View Diary: Krugman On "The Joy Of Sachs," As Frontrunning Truths Emerge (292 comments)

Comment Preferences

  •  Again, if you review the links towards the... (0+ / 0-)

    ...bottom of the diary, with regard to high-frequency trading, the reality, as Neroden comments on it, towards the top of the comment thread, is that processes and tiers have been in place (in some instances for quite awhile) that enable larger trading firms to frontrun the market...whether that was their intended purpose, or not. Period. And, even you tacitly acknowledge this, as well.

    Stating that it's bogus, when in fact it's there in black and white, is disingenuous...and it flies in the face of these facts.

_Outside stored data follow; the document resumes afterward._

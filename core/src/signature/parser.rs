use pest::Parser;
use pest::iterators::Pair;
use pest_derive::Parser;
use unionname_types::aliases::{SYSTEM_ROOT, is_system_value_type, keyword_scalar};

use super::error::{
    BAD_NULLABLE, INVALID_LABEL, ParseError, SYNTAX_ERROR, TOO_DEEP, convert_pest_error,
};
use super::{Signature, SignatureOptions, Span};
use crate::api::Error;

#[derive(Parser)]
#[grammar = "signature/signature.pest"]
pub(crate) struct SignatureParser;

/// Default maximum nesting of `<...>` and `(...)` in a signature.
pub const DEFAULT_MAX_DEPTH: usize = 64;

const NULLABLE_PATHS: &[&str] = &["Nullable", "System.Nullable"];

struct ParseContext<'s> {
    source: &'s str,
    options: &'s SignatureOptions,
}

impl ParseContext<'_> {
    fn error(&self, code: &'static str, message: impl Into<String>, span: Span) -> ParseError {
        ParseError::new(code, message, span, self.source)
    }

    fn expect<'i>(
        &self,
        pair: Option<Pair<'i, Rule>>,
        span: &Span,
    ) -> Result<Pair<'i, Rule>, ParseError> {
        pair.ok_or_else(|| self.error(SYNTAX_ERROR, "missing expected pair in rule", span.clone()))
    }

    fn parse_signature(&self, pair: Pair<Rule>) -> Result<Signature, ParseError> {
        let span = Span::from(pair.as_span());
        let mut inner = pair.into_inner();
        let base = self.expect(inner.next(), &span)?;
        let base = match base.as_rule() {
            Rule::tuple => self.parse_tuple(base)?,
            Rule::named => self.parse_named(base)?,
            rule => {
                return Err(self.error(
                    SYNTAX_ERROR,
                    format!("unexpected rule in signature: {rule:?}"),
                    span,
                ));
            }
        };
        match inner.next() {
            Some(mark) => self.apply_nullable(base, span, Span::from(mark.as_span())),
            None => Ok(base),
        }
    }

    /// `T?`: a value type becomes `Nullable<T>`, anything else is annotated.
    fn apply_nullable(
        &self,
        base: Signature,
        span: Span,
        mark: Span,
    ) -> Result<Signature, ParseError> {
        if base.annotated {
            return Err(self
                .error(BAD_NULLABLE, "type is already nullable", mark)
                .with_help("remove the extra `?`"));
        }
        if base.value {
            Ok(base.into_nullable_value(span))
        } else {
            Ok(Signature {
                annotated: true,
                span,
                ..base
            })
        }
    }

    fn parse_named(&self, pair: Pair<Rule>) -> Result<Signature, ParseError> {
        let span = Span::from(pair.as_span());
        let mut inner = pair.into_inner();
        let path = self.expect(inner.next(), &span)?.as_str();
        let args = match inner.next() {
            Some(type_args) => type_args
                .into_inner()
                .map(|arg| self.parse_signature(arg))
                .collect::<Result<Vec<_>, _>>()?,
            None => Vec::new(),
        };

        let keyword = keyword_scalar(path);
        let type_param = self.options.type_params.contains(path);
        if (keyword.is_some() || type_param) && !args.is_empty() {
            return Err(self.error(
                SYNTAX_ERROR,
                format!("`{path}` takes no type arguments"),
                span,
            ));
        }

        if type_param {
            return Ok(Signature {
                name: path.to_string(),
                qualified: path.to_string(),
                named: false,
                value: self.options.value_types.contains(path),
                annotated: false,
                tuple: false,
                args,
                labels: Vec::new(),
                span,
            });
        }
        if let Some((simple, value)) = keyword {
            let qualified = format!("{SYSTEM_ROOT}.{simple}");
            return Ok(nominal(simple, qualified, value, args, span));
        }
        if NULLABLE_PATHS.contains(&path) {
            return self.parse_nullable_generic(args, span);
        }

        let name = path.rsplit('.').next().unwrap_or(path);
        let value = self.is_value_path(path);
        Ok(nominal(name, path.to_string(), value, args, span))
    }

    /// `System.Nullable<T>`, spelled out.
    fn parse_nullable_generic(
        &self,
        args: Vec<Signature>,
        span: Span,
    ) -> Result<Signature, ParseError> {
        let mut args = args.into_iter();
        let (Some(inner), None) = (args.next(), args.next()) else {
            return Err(self.error(
                BAD_NULLABLE,
                "`Nullable` takes exactly one type argument",
                span,
            ));
        };
        if !inner.value || inner.annotated {
            let message = format!(
                "`Nullable<T>` requires a non-nullable value type, found `{}`",
                &self.source[inner.span.0.clone()]
            );
            return Err(self
                .error(BAD_NULLABLE, message, inner.span.clone())
                .with_help("use `?` on reference types instead"));
        }
        Ok(inner.into_nullable_value(span))
    }

    fn parse_tuple(&self, pair: Pair<Rule>) -> Result<Signature, ParseError> {
        let span = Span::from(pair.as_span());
        let mut args = Vec::new();
        let mut labels: Vec<String> = Vec::new();

        for (i, element) in pair.into_inner().enumerate() {
            let element_span = Span::from(element.as_span());
            let mut inner = element.into_inner();
            let ty = self.parse_signature(self.expect(inner.next(), &element_span)?)?;
            let label = match inner.next() {
                Some(label) => self.check_label(&labels, i, label)?,
                None => format!("Item{}", i + 1),
            };
            args.push(ty);
            labels.push(label);
        }

        let qualified = format!(
            "({})",
            args.iter()
                .map(|arg| arg.qualified.as_str())
                .collect::<Vec<_>>()
                .join(", ")
        );
        Ok(Signature {
            name: "ValueTuple".to_string(),
            qualified,
            named: true,
            value: true,
            annotated: false,
            tuple: true,
            args,
            labels,
            span,
        })
    }

    /// Element names are unique, and `Item<n>` may only name element `n`.
    fn check_label(
        &self,
        seen: &[String],
        index: usize,
        label: Pair<Rule>,
    ) -> Result<String, ParseError> {
        let text = label.as_str();
        let span = Span::from(label.as_span());
        if seen.iter().any(|seen| seen == text) {
            let message = format!("tuple element name `{text}` is a duplicate");
            return Err(self.error(INVALID_LABEL, message, span));
        }
        if let Some(position) = item_position(text)
            && position != index + 1
        {
            let message =
                format!("tuple element name `{text}` is only allowed at position {position}");
            return Err(self
                .error(INVALID_LABEL, message, span)
                .with_help("remove the name or use a different one"));
        }
        Ok(text.to_string())
    }

    fn is_value_path(&self, path: &str) -> bool {
        self.options.value_types.contains(path)
            || path
                .strip_prefix(SYSTEM_ROOT)
                .and_then(|rest| rest.strip_prefix('.'))
                .is_some_and(is_system_value_type)
    }
}

fn nominal(
    name: &str,
    qualified: String,
    value: bool,
    args: Vec<Signature>,
    span: Span,
) -> Signature {
    Signature {
        name: name.to_string(),
        qualified,
        named: true,
        value,
        annotated: false,
        tuple: false,
        args,
        labels: Vec::new(),
        span,
    }
}

/// The position named by an `Item<n>` label, if the label has that form.
fn item_position(label: &str) -> Option<usize> {
    let digits = label.strip_prefix("Item")?;
    if digits.starts_with('0') || !digits.bytes().all(|b| b.is_ascii_digit()) {
        return None;
    }
    digits.parse().ok()
}

/// Reject input nested deeper than `max_depth` before handing it to pest,
/// whose recursive descent would otherwise exhaust the stack.
fn check_depth(source: &str, max_depth: usize) -> Result<(), ParseError> {
    let mut depth = 0usize;
    for (pos, c) in source.char_indices() {
        match c {
            '<' | '(' => {
                depth += 1;
                if depth > max_depth {
                    return Err(ParseError::new(
                        TOO_DEEP,
                        format!("signature nesting depth exceeds maximum of {max_depth} levels"),
                        Span::new(pos, pos + 1),
                        source,
                    ));
                }
            }
            '>' | ')' => depth = depth.saturating_sub(1),
            _ => {}
        }
    }
    Ok(())
}

/// Parse a single type signature such as `Dictionary<string, int?>`.
pub fn parse_signature(source: &str, options: &SignatureOptions) -> Result<Signature, Error> {
    check_depth(source, options.max_depth)?;
    let mut pairs = SignatureParser::parse(Rule::main, source).map_err(|e| {
        tracing::debug!("Pest parser failed with: {:?}", e);
        convert_pest_error(e, source)
    })?;

    let context = ParseContext { source, options };
    let whole = Span::new(0, source.len());
    let main = context.expect(pairs.next(), &whole)?;
    let signature = context.expect(main.into_inner().next(), &whole)?;
    Ok(context.parse_signature(signature)?)
}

    If you even acknowledge there are "tiers," in and of itself, that means that you're acknowledging that certain firms have a trading edge on the rest of the marketplace.

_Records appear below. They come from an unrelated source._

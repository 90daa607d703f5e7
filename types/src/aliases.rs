//! Keyword aliases for the built-in scalar types.
//!
//! Two read-only tables, built on first use and never written afterwards:
//! one keyed by qualified name (including the nullable-suffixed forms), one
//! keyed by simple name.

use hashbrown::HashMap;
use once_cell::sync::Lazy;

/// The namespace root whose types are rendered without qualification.
pub const SYSTEM_ROOT: &str = "System";

/// `(simple name, keyword, is value type)` for every aliased scalar.
const SCALARS: &[(&str, &str, bool)] = &[
    ("Int32", "int", true),
    ("String", "string", false),
    ("Double", "double", true),
    ("Int64", "long", true),
    ("Int16", "short", true),
    ("Boolean", "bool", true),
    ("Object", "object", false),
    ("Decimal", "decimal", true),
    ("Single", "float", true),
    ("Byte", "byte", true),
    ("SByte", "sbyte", true),
    ("UInt16", "ushort", true),
    ("UInt32", "uint", true),
    ("UInt64", "ulong", true),
    ("Char", "char", true),
];

static QUALIFIED_ALIASES: Lazy<HashMap<String, String>> = Lazy::new(|| {
    let mut table = HashMap::with_capacity(SCALARS.len() * 2);
    for &(name, keyword, is_value) in SCALARS {
        table.insert(format!("{SYSTEM_ROOT}.{name}"), keyword.to_string());
        // `object?` is never a nullable value, so it has no suffixed entry.
        if is_value || name == "String" {
            table.insert(format!("{SYSTEM_ROOT}.{name}?"), format!("{keyword}?"));
        }
    }
    table
});

static SIMPLE_ALIASES: Lazy<HashMap<&'static str, &'static str>> = Lazy::new(|| {
    SCALARS
        .iter()
        .map(|&(name, keyword, _)| (name, keyword))
        .collect()
});

/// Declaration alias of a qualified name.
///
/// Scalars map to their keyword (`System.Int32?` -> `int?`), any other
/// `System.`-rooted name loses its namespace (`System.Collections.Generic.List`
/// -> `List`), and everything else is returned as is.
pub fn qualified_alias(qualified: &str) -> &str {
    if let Some(alias) = QUALIFIED_ALIASES.get(qualified) {
        return alias;
    }
    if is_system_qualified(qualified)
        && let Some(dot) = qualified.rfind('.')
    {
        return &qualified[dot + 1..];
    }
    qualified
}

/// Keyword alias of a simple name (`Int32` -> `int`), or the name itself.
pub fn simple_alias(simple: &str) -> &str {
    SIMPLE_ALIASES.get(simple).copied().unwrap_or(simple)
}

/// Keyword to `(simple name, is value type)`, for hosts that accept keywords.
pub fn keyword_scalar(keyword: &str) -> Option<(&'static str, bool)> {
    SCALARS
        .iter()
        .find(|(_, kw, _)| *kw == keyword)
        .map(|&(name, _, is_value)| (name, is_value))
}

/// Whether a simple name under [`SYSTEM_ROOT`] is one of the value scalars.
pub fn is_value_scalar(simple: &str) -> bool {
    SCALARS
        .iter()
        .any(|&(name, _, is_value)| is_value && name == simple)
}

/// Value types directly under [`SYSTEM_ROOT`] that have no keyword.
pub const SYSTEM_VALUE_TYPES: &[&str] = &["DateTime", "DateTimeOffset", "TimeSpan", "Guid"];

/// Whether `System.<simple>` is a value type: a value scalar or one of
/// [`SYSTEM_VALUE_TYPES`].
pub fn is_system_value_type(simple: &str) -> bool {
    is_value_scalar(simple) || SYSTEM_VALUE_TYPES.contains(&simple)
}

pub(crate) fn is_system_qualified(qualified: &str) -> bool {
    qualified
        .strip_prefix(SYSTEM_ROOT)
        .is_some_and(|rest| rest.starts_with('.'))
}
//! Names of the generated members, and the rewrite of positional ones.
//!
//! A union exposes every alternative through positional members (`IsT0`,
//! `AsT0`, `MapT0`, `TryPickT0`) and through named ones built from the
//! alternative's readable name (`IsListOfInt`). The rewrite maps the former
//! to the latter.

use core::fmt;

use hashbrown::HashMap;
use unionname_types::TypeDescriptor;

use crate::union::Alternatives;

#[derive(Debug, Clone, Copy, PartialEq, Eq, Hash)]
pub enum MemberKind {
    Is,
    As,
    Map,
    TryPick,
}

impl MemberKind {
    pub const ALL: [MemberKind; 4] = [
        MemberKind::Is,
        MemberKind::As,
        MemberKind::Map,
        MemberKind::TryPick,
    ];

    pub fn prefix(self) -> &'static str {
        match self {
            MemberKind::Is => "Is",
            MemberKind::As => "As",
            MemberKind::Map => "Map",
            MemberKind::TryPick => "TryPick",
        }
    }

    /// Positional `Is`/`As` members are properties; the named ones are
    /// methods, so a rewrite has to add the call.
    pub fn is_property(self) -> bool {
        matches!(self, MemberKind::Is | MemberKind::As)
    }
}

impl fmt::Display for MemberKind {
    fn fmt(&self, f: &mut fmt::Formatter<'_>) -> fmt::Result {
        f.write_str(self.prefix())
    }
}

/// `<prefix><ReadableName>`, e.g. `IsDictionaryOfString_Int`.
pub fn member_name(kind: MemberKind, ty: &TypeDescriptor) -> String {
    format!("{}{}", kind.prefix(), ty.readable_name())
}

/// One generated named member.
#[derive(Debug, Clone, PartialEq, Eq)]
pub struct Member {
    pub kind: MemberKind,
    /// Position of the alternative it belongs to.
    pub index: usize,
    pub name: String,
    /// Declaration of the alternative, as the member's signature spells it.
    pub declaration: String,
}

/// Two alternatives whose named members would have the same names.
#[derive(Debug, Clone, PartialEq, Eq)]
pub struct MemberCollision {
    /// The readable name both alternatives render to.
    pub name: String,
    pub first: usize,
    pub second: usize,
}

#[derive(Debug, Clone, Default, PartialEq, Eq)]
pub struct Members {
    /// Every member of every alternative, grouped by alternative.
    pub members: Vec<Member>,
    pub collisions: Vec<MemberCollision>,
}

impl Alternatives {
    /// All named members, and any alternatives whose names clash.
    pub fn members(&self) -> Members {
        let mut result = Members::default();
        let mut first_by_name: HashMap<String, usize> = HashMap::new();

        for (index, alternative) in self.iter().enumerate() {
            let readable = alternative.readable_name();
            if let Some(&first) = first_by_name.get(&readable) {
                result.collisions.push(MemberCollision {
                    name: readable.clone(),
                    first,
                    second: index,
                });
            } else {
                first_by_name.insert(readable.clone(), index);
            }

            let declaration = alternative.fully_qualified_name();
            for kind in MemberKind::ALL {
                result.members.push(Member {
                    kind,
                    index,
                    name: format!("{}{}", kind.prefix(), readable),
                    declaration: declaration.clone(),
                });
            }
        }
        result
    }

    /// The named replacement of a positional member, or `None` when the
    /// position is past the last alternative.
    pub fn rewrite(&self, positional: &PositionalMember) -> Option<Rewrite> {
        let Some(alternative) = self.get(positional.index) else {
            tracing::debug!(
                member = %positional,
                alternatives = self.len(),
                "positional member is out of range"
            );
            return None;
        };
        Some(Rewrite {
            name: member_name(positional.kind, alternative),
            invoke: positional.kind.is_property(),
        })
    }
}

/// A positional member access such as `IsT0` or `TryPickT3`.
#[derive(Debug, Clone, Copy, PartialEq, Eq, Hash)]
pub struct PositionalMember {
    pub kind: MemberKind,
    pub index: usize,
}

impl PositionalMember {
    /// Recognize `<prefix>T<n>`. Only plain decimal digits are accepted
    /// after the `T`.
    pub fn parse(name: &str) -> Option<Self> {
        MemberKind::ALL.into_iter().find_map(|kind| {
            let digits = name.strip_prefix(kind.prefix())?.strip_prefix('T')?;
            if digits.is_empty() || !digits.bytes().all(|b| b.is_ascii_digit()) {
                return None;
            }
            let index = digits.parse().ok()?;
            Some(PositionalMember { kind, index })
        })
    }
}

impl fmt::Display for PositionalMember {
    fn fmt(&self, f: &mut fmt::Formatter<'_>) -> fmt::Result {
        write!(f, "{}T{}", self.kind.prefix(), self.index)
    }
}

/// Replacement text for a positional member access.
#[derive(Debug, Clone, PartialEq, Eq)]
pub struct Rewrite {
    pub name: String,
    /// The replacement is a method where the original was a property.
    pub invoke: bool,
}

impl fmt::Display for Rewrite {
    fn fmt(&self, f: &mut fmt::Formatter<'_>) -> fmt::Result {
        f.write_str(&self.name)?;
        if self.invoke {
            f.write_str("()")?;
        }
        Ok(())
    }
}
//! Reference images: which vehicle outline is annotated and how it is fetched.

use std::collections::HashMap;
use std::fmt;
use std::path::{Path, PathBuf};
use std::str::FromStr;

use async_trait::async_trait;
use image::RgbaImage;
use serde::{Deserialize, Serialize};

use crate::codec;
use crate::error::{AnnotateError, Result};

/// One of the fixed outline drawings of a vehicle.
#[derive(Clone, Copy, Debug, PartialEq, Eq, Hash, Default, Serialize, Deserialize)]
#[serde(rename_all = "lowercase")]
pub enum VehicleView {
    #[default]
    Front,
    Back,
    Side,
    Top,
}

impl VehicleView {
    pub const ALL: [VehicleView; 4] = [
        VehicleView::Front,
        VehicleView::Back,
        VehicleView::Side,
        VehicleView::Top,
    ];

    pub fn as_str(self) -> &'static str {
        match self {
            VehicleView::Front => "front",
            VehicleView::Back => "back",
            VehicleView::Side => "side",
            VehicleView::Top => "top",
        }
    }
}

impl fmt::Display for VehicleView {
    fn fmt(&self, f: &mut fmt::Formatter<'_>) -> fmt::Result {
        f.write_str(self.as_str())
    }
}

impl FromStr for VehicleView {
    type Err = String;

    fn from_str(s: &str) -> std::result::Result<Self, Self::Err> {
        match s.to_ascii_lowercase().as_str() {
            "front" => Ok(VehicleView::Front),
            "back" | "rear" => Ok(VehicleView::Back),
            "side" => Ok(VehicleView::Side),
            "top" => Ok(VehicleView::Top),
            other => Err(format!("unknown vehicle view {other:?}")),
        }
    }
}

/// Location of a reference image.
#[derive(Clone, Debug, PartialEq, Eq, Hash)]
pub struct ReferenceSource(PathBuf);

impl ReferenceSource {
    pub fn new(path: impl Into<PathBuf>) -> Self {
        Self(path.into())
    }

    pub fn path(&self) -> &Path {
        &self.0
    }
}

impl fmt::Display for ReferenceSource {
    fn fmt(&self, f: &mut fmt::Formatter<'_>) -> fmt::Result {
        write!(f, "{}", self.0.display())
    }
}

/// Maps each [`VehicleView`] to `<dir>/<view>.png`.
#[derive(Clone, Debug)]
pub struct ReferenceLibrary {
    dir: PathBuf,
}

impl ReferenceLibrary {
    pub fn new(dir: impl Into<PathBuf>) -> Self {
        Self { dir: dir.into() }
    }

    pub fn source_for(&self, view: VehicleView) -> ReferenceSource {
        ReferenceSource::new(self.dir.join(format!("{}.png", view.as_str())))
    }
}

/// Asynchronously fetches reference images.
#[async_trait]
pub trait ReferenceLoader: Send + Sync {
    async fn load(&self, source: &ReferenceSource) -> Result<RgbaImage>;
}

/// Reads reference images from the local filesystem.
#[derive(Clone, Copy, Debug, Default)]
pub struct FileReferenceLoader;

#[async_trait]
impl ReferenceLoader for FileReferenceLoader {
    async fn load(&self, source: &ReferenceSource) -> Result<RgbaImage> {
        let load_error = |reason: String| AnnotateError::ReferenceImageLoad {
            source_path: source.to_string(),
            reason,
        };

        let bytes = tokio::fs::read(source.path())
            .await
            .map_err(|e| load_error(e.to_string()))?;
        tokio::task::spawn_blocking(move || codec::decode_bytes(&bytes))
            .await
            .map_err(|e| load_error(e.to_string()))?
            .map_err(|e| load_error(e.to_string()))
    }
}

/// Serves reference images registered up front; sources not registered fail
/// to load like a missing file would.
#[derive(Clone, Debug, Default)]
pub struct InMemoryReferenceLoader {
    images: HashMap<ReferenceSource, RgbaImage>,
}

impl InMemoryReferenceLoader {
    pub fn new() -> Self {
        Self::default()
    }

    pub fn with_image(mut self, source: ReferenceSource, image: RgbaImage) -> Self {
        self.images.insert(source, image);
        self
    }
}

#[async_trait]
impl ReferenceLoader for InMemoryReferenceLoader {
    async fn load(&self, source: &ReferenceSource) -> Result<RgbaImage> {
        self.images
            .get(source)
            .cloned()
            .ok_or_else(|| AnnotateError::ReferenceImageLoad {
                source_path: source.to_string(),
                reason: "not registered".into(),
            })
    }
}

#[cfg(test)]
mod tests {
    use super::*;

    #[test]
    fn test_view_parsing() {
        assert_eq!("FRONT".parse::<VehicleView>().unwrap(), VehicleView::Front);
        assert_eq!("rear".parse::<VehicleView>().unwrap(), VehicleView::Back);
        assert!("underside".parse::<VehicleView>().is_err());
    }

    #[test]
    fn test_library_maps_views_to_files() {
        let library = ReferenceLibrary::new("/assets/views");
        assert_eq!(
            library.source_for(VehicleView::Top).path(),
            Path::new("/assets/views/top.png")
        );
    }

    #[tokio::test]
    async fn test_file_loader_reports_missing_file() {
        let err = FileReferenceLoader
            .load(&ReferenceSource::new("/definitely/not/here.png"))
            .await
            .unwrap_err();
        assert!(matches!(err, AnnotateError::ReferenceImageLoad { .. }));
    }

    #[tokio::test]
    async fn test_file_loader_reads_png() {
        let dir = tempfile::tempdir().unwrap();
        let path = dir.path().join("front.png");
        RgbaImage::from_pixel(4, 3, image::Rgba([1, 2, 3, 255]))
            .save(&path)
            .unwrap();

        let img = FileReferenceLoader
            .load(&ReferenceSource::new(&path))
            .await
            .unwrap();
        assert_eq!(img.dimensions(), (4, 3));
    }
}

    So, what, exactly, is your point, other than the reality that you've already disproven your own contentions that this frontrunning capability--intentional or otherwise--doesn't exist when, in fact, it does?!?

    "I always thought if you worked hard enough and tried hard enough, things would work out. I was wrong." --Katharine Graham

    by bobswern on Fri Jul 17, 2009 at 01:25:57 PM PDT

    [ Parent ]

    •  "Tiers" does not acknowledge front-running. (0+ / 0-)

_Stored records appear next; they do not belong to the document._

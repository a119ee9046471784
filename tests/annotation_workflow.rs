//! End-to-end: draw, save, reopen on top of the saved annotation, draw more, save again.

use std::sync::Arc;

use image::{Rgba, RgbaImage};

use damage_annotate::{
    decode, DrawingStyle, GestureEvent, InMemoryReferenceLoader, InspectionRecordStore,
    JsonFileBackend, MemoryBackend, PenColor, PenWidth, Point, PointerKind, PriorLayer,
    RasterCompositor, ReferenceSource, StoreError, StrokeInputTracker, SurfaceBounds,
};

const W: u32 = 120;
const H: u32 = 80;

/// Light background with a dark outline box, standing in for a vehicle drawing.
fn outline() -> RgbaImage {
    RgbaImage::from_fn(W, H, |x, y| {
        let on_box = ((x == 10 || x == W - 10) && (10..H - 10).contains(&y))
            || ((y == 10 || y == H - 10) && (10..W - 10).contains(&x));
        if on_box {
            Rgba([60, 60, 60, 255])
        } else {
            Rgba([245, 245, 245, 255])
        }
    })
}

fn source() -> ReferenceSource {
    ReferenceSource::new("views/side.png")
}

fn loader() -> InMemoryReferenceLoader {
    InMemoryReferenceLoader::new().with_image(source(), outline())
}

/// Channel-wise closeness, tolerant of JPEG drift.
fn close_to(pixel: &Rgba<u8>, expected: [u8; 4], tolerance: i32) -> bool {
    (0..3).all(|i| (pixel.0[i] as i32 - expected[i] as i32).abs() <= tolerance)
}

fn drag(
    compositor: &mut RasterCompositor,
    points: &[(f32, f32)],
    style: DrawingStyle,
) {
    let mut tracker = StrokeInputTracker::new();
    // surface shown at half size, offset on screen
    let bounds = SurfaceBounds::new(200.0, 100.0, W as f32 / 2.0, H as f32 / 2.0);
    let screen = |(x, y): (f32, f32)| Point::new(200.0 + x / 2.0, 100.0 + y / 2.0);

    let (first, rest) = points.split_first().expect("at least one point");
    tracker.handle(
        GestureEvent::Start {
            pos: screen(*first),
            kind: PointerKind::Mouse,
        },
        &bounds,
        compositor,
        style,
    );
    for point in rest {
        tracker.handle(GestureEvent::Move { pos: screen(*point) }, &bounds, compositor, style);
    }
    tracker.handle(GestureEvent::End, &bounds, compositor, style);
}

#[tokio::test]
async fn test_reopen_draw_and_save_keeps_one_record() {
    let backend = Arc::new(MemoryBackend::new());
    let store = InspectionRecordStore::new(backend.clone());
    let red = DrawingStyle::new(PenColor::Red, PenWidth::Thick);
    let blue = DrawingStyle::new(PenColor::Blue, PenWidth::Thick);

    // first session: one red scratch along the top
    let mut first = RasterCompositor::new(W, H);
    first.initialize(&loader(), &source(), None).await.unwrap();
    drag(&mut first, &[(20.0, 30.0), (100.0, 30.0)], red);
    let a = first.snapshot(1.0).unwrap();
    let saved_a = store.save("V1", Some("WO-1"), a.as_str()).await.unwrap();
    assert_eq!(store.get_current("V1").await.unwrap().unwrap().image, a);

    // second session resumes on A and adds a blue dent mark
    let prior = store.get_current("V1").await.unwrap().unwrap().image;
    let mut second = RasterCompositor::new(W, H);
    let status = second
        .initialize(&loader(), &source(), Some(&prior))
        .await
        .unwrap();
    assert_eq!(status, PriorLayer::Applied);
    drag(&mut second, &[(20.0, 60.0), (100.0, 60.0)], blue);
    let b = second.snapshot(1.0).unwrap();
    let saved_b = store.save("V1", Some("WO-1"), b.as_str()).await.unwrap();

    assert_eq!(saved_b.id, saved_a.id);
    assert_eq!(saved_b.created_at, saved_a.created_at);
    assert_eq!(store.get_current("V1").await.unwrap().unwrap().image, b);
    assert_eq!(store.get_history("V1").await.unwrap().len(), 1);

    // B carries both sessions' marks over the outline
    let pixels = decode(&b).await.unwrap();
    assert!(close_to(pixels.get_pixel(60, 30), PenColor::Red.rgba(), 40));
    assert!(close_to(pixels.get_pixel(60, 60), PenColor::Blue.rgba(), 40));
    assert!(close_to(pixels.get_pixel(60, 45), [245, 245, 245, 255], 40));
}

#[tokio::test]
async fn test_rejected_save_touches_nothing() {
    let backend = Arc::new(MemoryBackend::new());
    let store = InspectionRecordStore::new(backend.clone());

    let result = store
        .save("", Some("WO-9"), "data:image/png;base64,AAAA")
        .await;
    assert!(matches!(result, Err(StoreError::InvalidInput(_))));
    assert_eq!(backend.call_count(), 0);
}

#[tokio::test]
async fn test_records_survive_reopening_the_data_dir() {
    let dir = tempfile::tempdir().unwrap();
    let mut surface = RasterCompositor::new(W, H);
    surface.initialize(&loader(), &source(), None).await.unwrap();
    drag(
        &mut surface,
        &[(30.0, 20.0), (60.0, 50.0), (90.0, 20.0)],
        DrawingStyle::new(PenColor::Black, PenWidth::Medium),
    );
    let encoded = surface.snapshot(0.8).unwrap();

    let store = InspectionRecordStore::new(Arc::new(JsonFileBackend::new(dir.path())));
    let saved = store.save("V7", None, encoded.as_str()).await.unwrap();
    drop(store);

    let reopened = InspectionRecordStore::new(Arc::new(JsonFileBackend::new(dir.path())));
    let current = reopened.get_current("V7").await.unwrap().unwrap();
    assert_eq!(current, saved);
    assert_eq!(current.work_order_id, None);
    assert!(reopened.get_current("V8").await.unwrap().is_none());
}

      I'm not intimately familiar with these systems. It seems completely plausible that the tiers merely mean that when there's a buy or sell order entered, certain privileged members of the exchange get the first chance to accept the offer and form the sell or buy on the other side of the trade. Front-running, on the other hand, as I understand it, means that you can see a buy/sell order come in and then, before that buy order is settled, place and settle a same-way trade of your own such that you capture the marginal uptick that is caused by the other trade when it settles a few microseconds later.

      It's totally plausible that the former is possible but the latter is not. For all I know, these privileged pools merely mechanically record and implement reserve prices by the players and don't actually pass information across to any of the players' proprietary algorithms before the trade settles. Or perhaps the timing is such that the privileged pools get enough advanced notice of the trade to have the first chance to take the other side of that trade but not enough advanced notice that they can place and settle an entirely new trade before the first one settles.

      Those are the questions that I didn't see answered, and again, if the front-running story were as simple as you suggest, you'd think the NYT/WSJ would be screaming it from the front pages.

      But again, if I missed something in the articles, please quote the relevant paragraph. I've read them as carefully as I can and I just don't see a smoking gun.